Usa e Russia in Siria: verso un’azione coordinata?

Pubblicato il 7 Ottobre 2015 in , da Vitalba Paesano

Si stanno intensificando le voci che vorrebbero Stati Uniti e Russia prossimi a un accordo di coordinamento per le rispettive azioni aeree in Siria. Ma le ragioni di tensione tra i due paesi non sono certo scomparse. Da un lato, Washington ha teso la mano a Mosca proponendole di intensificare i colloqui su questioni tecniche, come l’uso di frequenze radio comuni, e accettandola così come interlocutrice essenziale anche dal punto di vista militare, non più solo diplomatico. Dall’altro, il Pentagono non ha mancato di criticare le azioni dell’Aeronautica russa, in particolare quelle che hanno generato preoccupazioni da parte di Ankara, alleato NATO cruciale nell’area. Parallelamente, il Cremlino ha fatto sapere di essere interessato alla proposta americana ma non pare disposto a subordinare le proprie priorità a quelle della coalizione che ha nelle postazioni dello Stato Islamico l’unico vero obiettivo militare. Ciò che vorrebbe Vladimir Putin, infatti, è in primis consolidare la posizione del regime di Bashar Al–Assad, un’ipotesi per ora respinta da parte della Casa Bianca, e solo in seguito allargare la campagna aerea all’Isis al fianco della coalition of the willing a guida statunitense.

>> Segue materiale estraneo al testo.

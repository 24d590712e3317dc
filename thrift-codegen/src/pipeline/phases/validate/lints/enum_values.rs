//! Lint for enum member values.

use std::collections::HashMap;

use thriftgen_ast::Program;

use super::super::Lint;
use crate::pipeline::Diagnostic;

/// Lint that warns when two members of an enum share a value. This is
/// legal, but converting the value back to a name picks the first member.
pub struct EnumValueLint;

impl Lint for EnumValueLint {
    fn name(&self) -> &'static str {
        "enum-values"
    }

    fn description(&self) -> &'static str {
        "Warn about enum members sharing a value"
    }

    fn check(&self, program: &Program, diagnostics: &mut Vec<Diagnostic>) {
        for def in &program.enums {
            let mut seen: HashMap<i32, &str> = HashMap::new();
            for member in &def.values {
                if let Some(first) = seen.get(&member.value) {
                    diagnostics.push(
                        Diagnostic::warning(
                            "validate",
                            format!(
                                "'{}' has the same value ({}) as '{}'",
                                member.name, member.value, first
                            ),
                        )
                        .at(format!("{}.{}", def.name, member.name)),
                    );
                } else {
                    seen.insert(member.value, &member.name);
                }
            }
        }
    }
}
impl GoEmitter<'_> {
    pub(super) fn emit_service(&mut self, service: &Service) -> Result<()> {
        let name = GO_NAMING.type_name(&service.name);
        let parent = service
            .extends
            .as_ref()
            .map(|named| self.mapper.bare_name(named));

        self.blank();
        self.interface(service, &name, parent.as_deref());
        self.client(service, &name, parent.as_deref());
        self.processor(service, &name, parent.as_deref());

        for function in &service.functions {
            self.emit_struct(&args_struct(service, function), WriteMode::Sequential)?;
            if let Some(result) = result_struct(service, function) {
                self.emit_struct(&result, WriteMode::Exclusive)?;
            }
        }
        Ok(())
    }

    /// `(ctx context.Context, num1 int32, ...)`
    fn parameters(&self, function: &Function) -> String {
        let mut params = vec!["ctx context.Context".to_string()];
        params.extend(function.arguments.iter().map(|arg| {
            format!(
                "{} {}",
                param_name(&arg.name),
                self.mapper.field_type(arg, presence(arg))
            )
        }));
        params.join(", ")
    }

    /// `(_r int32, _err error)` or `(_err error)` for void functions.
    fn results(&self, function: &Function) -> String {
        if function.returns.is_void() {
            "(_err error)".to_string()
        } else {
            format!("(_r {}, _err error)", self.mapper.type_name(&function.returns))
        }
    }

    fn signature(&self, function: &Function) -> String {
        format!(
            "{}({}) {}",
            GO_NAMING.type_name(&function.name),
            self.parameters(function),
            self.results(function)
        )
    }

    fn interface(&mut self, service: &Service, name: &str, parent: Option<&str>) {
        self.doc(service.doc.as_deref());
        self.open(format!("type {} interface {{", name));
        if let Some(parent) = parent {
            self.line(parent);
        }
        for function in &service.functions {
            self.doc(function.doc.as_deref());
            let signature = self.signature(function);
            self.line(signature);
        }
        self.close("}");
        self.blank();
    }

    fn client(&mut self, service: &Service, name: &str, parent: Option<&str>) {
        let client = format!("{}Client", name);

        self.open(format!("type {} struct {{", client));
        match parent {
            Some(parent) => self.line(format!("*{}Client", parent)),
            None => self.line("c thrift.TClient"),
        }
        self.close("}");
        self.blank();

        self.open(format!(
            "func New{}(c thrift.TClient) *{} {{",
            client, client
        ));
        match parent {
            Some(parent) => {
                let (package, base) = split_qualified(parent);
                self.open(format!("return &{}{{", client));
                self.line(format!("{}Client: {}New{}Client(c),", base, package, base));
                self.close("}");
            }
            None => self.line(format!("return &{}{{c: c}}", client)),
        }
        self.close("}");
        self.blank();

        if parent.is_none() {
            self.open(format!("func (p *{}) Client_() thrift.TClient {{", client));
            self.line("return p.c");
            self.close("}");
            self.blank();
        }

        for function in &service.functions {
            self.client_method(service, &client, function);
        }
    }

    fn client_method(&mut self, service: &Service, client: &str, function: &Function) {
        let args_type = GO_NAMING.type_name(&args_struct_name(&service.name, &function.name));
        let signature = self.signature(function);

        self.open(format!("func (p *{}) {} {{", client, signature));
        self.line(format!("var _args {}", args_type));
        for arg in &function.arguments {
            self.line(format!(
                "_args.{} = {}",
                member_name(&arg.name),
                param_name(&arg.name)
            ));
        }

        if function.oneway {
            self.line(format!(
                "_, _err = p.Client_().Call(ctx, \"{}\", &_args, nil)",
                function.name
            ));
            self.line("return");
            self.close("}");
            self.blank();
            return;
        }

        let result_type =
            GO_NAMING.type_name(&result_struct_name(&service.name, &function.name));
        self.line(format!("var _result {}", result_type));
        self.open(format!(
            "if _, _err = p.Client_().Call(ctx, \"{}\", &_args, &_result); _err != nil {{",
            function.name
        ));
        self.line("return");
        self.close("}");

        if !function.exceptions.is_empty() {
            self.line("switch {");
            for exception in &function.exceptions {
                let member = member_name(&exception.name);
                self.line(format!("case _result.{} != nil:", member));
                self.out.push_indent();
                self.line(format!("_err = _result.{}", member));
                self.line("return");
                self.out.push_dedent();
            }
            self.line("}");
        }

        if function.returns.is_void() {
            self.line("return nil");
        } else {
            self.line("return _result.GetSuccess(), nil");
        }
        self.close("}");
        self.blank();
    }

    fn processor(&mut self, service: &Service, name: &str, parent: Option<&str>) {
        let processor = format!("{}Processor", name);

        self.open(format!("type {} struct {{", processor));
        match parent {
            Some(parent) => self.line(format!("*{}Processor", parent)),
            None => self.line("processorMap map[string]thrift.TProcessorFunction"),
        }
        self.line(format!("handler {}", name));
        self.close("}");
        self.blank();

        if parent.is_none() {
            self.root_processor_methods(&processor);
        }

        self.open(format!(
            "func New{}(handler {}) *{} {{",
            processor, name, processor
        ));
        match parent {
            Some(parent) => {
                let (package, base) = split_qualified(parent);
                self.line(format!(
                    "self := &{}{{{}New{}Processor(handler), handler}}",
                    processor, package, base
                ));
            }
            None => self.line(format!(
                "self := &{}{{handler: handler, processorMap: make(map[string]thrift.TProcessorFunction)}}",
                processor
            )),
        }
        for function in &service.functions {
            self.line(format!(
                "self.AddToProcessorMap(\"{}\", &{}{{handler: handler}})",
                function.name,
                function_processor(name, function)
            ));
        }
        self.line("return self");
        self.close("}");
        self.blank();

        for function in &service.functions {
            self.function_processor(service, name, function);
        }
    }

    fn root_processor_methods(&mut self, processor: &str) {
        self.open(format!(
            "func (p *{}) AddToProcessorMap(key string, processor thrift.TProcessorFunction) {{",
            processor
        ));
        self.line("p.processorMap[key] = processor");
        self.close("}");
        self.blank();

        self.open(format!(
            "func (p *{}) GetProcessorFunction(key string) (processor thrift.TProcessorFunction, ok bool) {{",
            processor
        ));
        self.line("processor, ok = p.processorMap[key]");
        self.line("return processor, ok");
        self.close("}");
        self.blank();

        self.open(format!(
            "func (p *{}) ProcessorMap() map[string]thrift.TProcessorFunction {{",
            processor
        ));
        self.line("return p.processorMap");
        self.close("}");
        self.blank();

        self.open(format!(
            "func (p *{}) Process(ctx context.Context, iprot, oprot thrift.TProtocol) (success bool, err thrift.TException) {{",
            processor
        ));
        self.line("name, _, seqId, err2 := iprot.ReadMessageBegin(ctx)");
        self.open("if err2 != nil {");
        self.line("return false, thrift.WrapTException(err2)");
        self.close("}");
        self.open("if processor, ok := p.GetProcessorFunction(name); ok {");
        self.line("return processor.Process(ctx, seqId, iprot, oprot)");
        self.close("}");
        self.line("iprot.Skip(ctx, thrift.STRUCT)");
        self.line("iprot.ReadMessageEnd(ctx)");
        self.line(
            "x := thrift.NewTApplicationException(thrift.UNKNOWN_METHOD, \"Unknown function \"+name)",
        );
        self.reply_exception("name", "x");
        self.line("return false, x");
        self.close("}");
        self.blank();
    }

    /// Write `exception` as an EXCEPTION message for `method`.
    fn reply_exception(&mut self, method: &str, exception: &str) {
        self.line(format!(
            "oprot.WriteMessageBegin(ctx, {}, thrift.EXCEPTION, seqId)",
            method
        ));
        self.line(format!("{}.Write(ctx, oprot)", exception));
        self.line("oprot.WriteMessageEnd(ctx)");
        self.line("oprot.Flush(ctx)");
    }

    fn function_processor(&mut self, service: &Service, name: &str, function: &Function) {
        let processor = function_processor(name, function);
        let method = format!("\"{}\"", function.name);
        let args_type = GO_NAMING.type_name(&args_struct_name(&service.name, &function.name));

        self.open(format!("type {} struct {{", processor));
        self.line(format!("handler {}", name));
        self.close("}");
        self.blank();

        self.open(format!(
            "func (p *{}) Process(ctx context.Context, seqId int32, iprot, oprot thrift.TProtocol) (success bool, err thrift.TException) {{",
            processor
        ));
        self.line(format!("args := {}{{}}", args_type));
        self.open("if err2 := args.Read(ctx, iprot); err2 != nil {");
        self.line("iprot.ReadMessageEnd(ctx)");
        if function.oneway {
            self.line("return false, thrift.WrapTException(err2)");
        } else {
            self.line(
                "x := thrift.NewTApplicationException(thrift.PROTOCOL_ERROR, err2.Error())",
            );
            self.reply_exception(&method, "x");
            self.line("return false, thrift.WrapTException(err2)");
        }
        self.close("}");
        self.line("iprot.ReadMessageEnd(ctx)");
        self.blank();

        let call = format!(
            "p.handler.{}({})",
            GO_NAMING.type_name(&function.name),
            handler_arguments(&function.arguments)
        );

        if function.oneway {
            self.open(format!("if err2 := {}; err2 != nil {{", call));
            self.line("return true, thrift.WrapTException(err2)");
            self.close("}");
            self.line("return true, nil");
            self.close("}");
            self.blank();
            return;
        }

        let result_type =
            GO_NAMING.type_name(&result_struct_name(&service.name, &function.name));
        self.line(format!("result := {}{{}}", result_type));
        self.line("var err2 error");
        let returns_value = !function.returns.is_void();
        if returns_value {
            self.line(format!(
                "var retval {}",
                self.mapper.type_name(&function.returns)
            ));
            self.open(format!("if retval, err2 = {}; err2 != nil {{", call));
        } else {
            self.open(format!("if err2 = {}; err2 != nil {{", call));
        }

        if function.exceptions.is_empty() {
            self.internal_error(function);
        } else {
            self.line("switch v := err2.(type) {");
            for exception in &function.exceptions {
                self.line(format!("case {}:", self.mapper.type_name(&exception.ty)));
                self.out.push_indent();
                self.line(format!("result.{} = v", member_name(&exception.name)));
                self.out.push_dedent();
            }
            self.line("default:");
            self.out.push_indent();
            self.internal_error(function);
            self.out.push_dedent();
            self.line("}");
        }

        if returns_value {
            let reference = if is_boxed(&function.returns, Presence::IfSet) {
                "&"
            } else {
                ""
            };
            self.out.push_dedent();
            self.open("} else {");
            self.line(format!("result.Success = {}retval", reference));
        }
        self.close("}");

        self.open(format!(
            "if err2 = oprot.WriteMessageBegin(ctx, {}, thrift.REPLY, seqId); err2 != nil {{",
            method
        ));
        self.line("err = thrift.WrapTException(err2)");
        self.close("}");
        for step in [
            "result.Write(ctx, oprot)",
            "oprot.WriteMessageEnd(ctx)",
            "oprot.Flush(ctx)",
        ] {
            self.open(format!("if err2 = {}; err == nil && err2 != nil {{", step));
            self.line("err = thrift.WrapTException(err2)");
            self.close("}");
        }
        self.open("if err != nil {");
        self.line("return");
        self.close("}");
        self.line("return true, err");
        self.close("}");
        self.blank();
    }

    fn internal_error(&mut self, function: &Function) {
        self.line(format!(
            "x := thrift.NewTApplicationException(thrift.INTERNAL_ERROR, \"Internal error processing {}: \"+err2.Error())",
            function.name
        ));
        self.reply_exception(&format!("\"{}\"", function.name), "x");
        self.line("return true, thrift.WrapTException(err2)");
    }
}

Usa–Russia: cosa cambia con l’accordo di coordinamento?
Negli ultimi due anni le relazioni tra Mosca e Washington si sono rivelate particolarmente tese. Come rilevato da Gallup, non è un caso che l’opinione pubblica americana veda nella Russia il principale nemico degli Stati Uniti, più pericoloso per la propria sicurezza di Cina, Iran e Corea del Nord. L’accordo di coordinamento militare oggi in discussione sulla Siria, se raggiunto, contribuirebbe a riavvicinare i due paesi su una cruciale questione di politica internazionale. Nel settembre 2013, ancor prima dell’acuirsi della crisi in Ucraina, Washington aveva già riconosciuto l’influenza diplomatica di Mosca, che aveva mediato per smantellare le armi chimiche del regime di Assad. Oggi, l’accordo di coordinamento, anche se solo su questioni tecniche, ne legittimerebbe il ruolo militare e costituirebbe un riconoscimento a lungo cercato dal Cremlino che, seppur ridimensionato rispetto agli anni della Guerra Fredda, si percepisce ancora come un attore globale in grado di determinare le dinamiche politico–militari del sistema internazionale, a partire dal vicino teatro mediorientale.

Quale ruolo per la NATO?
La NATO non partecipa alle campagne aeree né in Siria né in Iraq ma non è del tutto da escludere un suo coinvolgimento diretto. Va però ricordato che l’Alleanza Atlantica può intervenire solo laddove venisse compromessa l’integrità territoriale o la sicurezza di uno degli stati membri oppure qualora si raggiunga un consenso unanime per intraprendere un’azione militare “fuori area”, come nel caso dell’operazione in Libia nel 2011. Il segretario generale della NATO, Jens Stoltenberg, ha prontamente criticato le recenti mosse dell’Aeronautica siriana e russa che hanno messo nel mirino velivoli di Ankara e effettuato incursioni temporanee nei cieli turchi. Resta tuttavia da vedere se il governo di Erdogan voglia invocare l’articolo 4 del Trattato che obbliga il Consiglio Atlantico a riunirsi per discutere eventuali contromisure politico–militari come avvenuto dopo l’abbattimento di un suo caccia da parte della contraerea siriana nel 2012.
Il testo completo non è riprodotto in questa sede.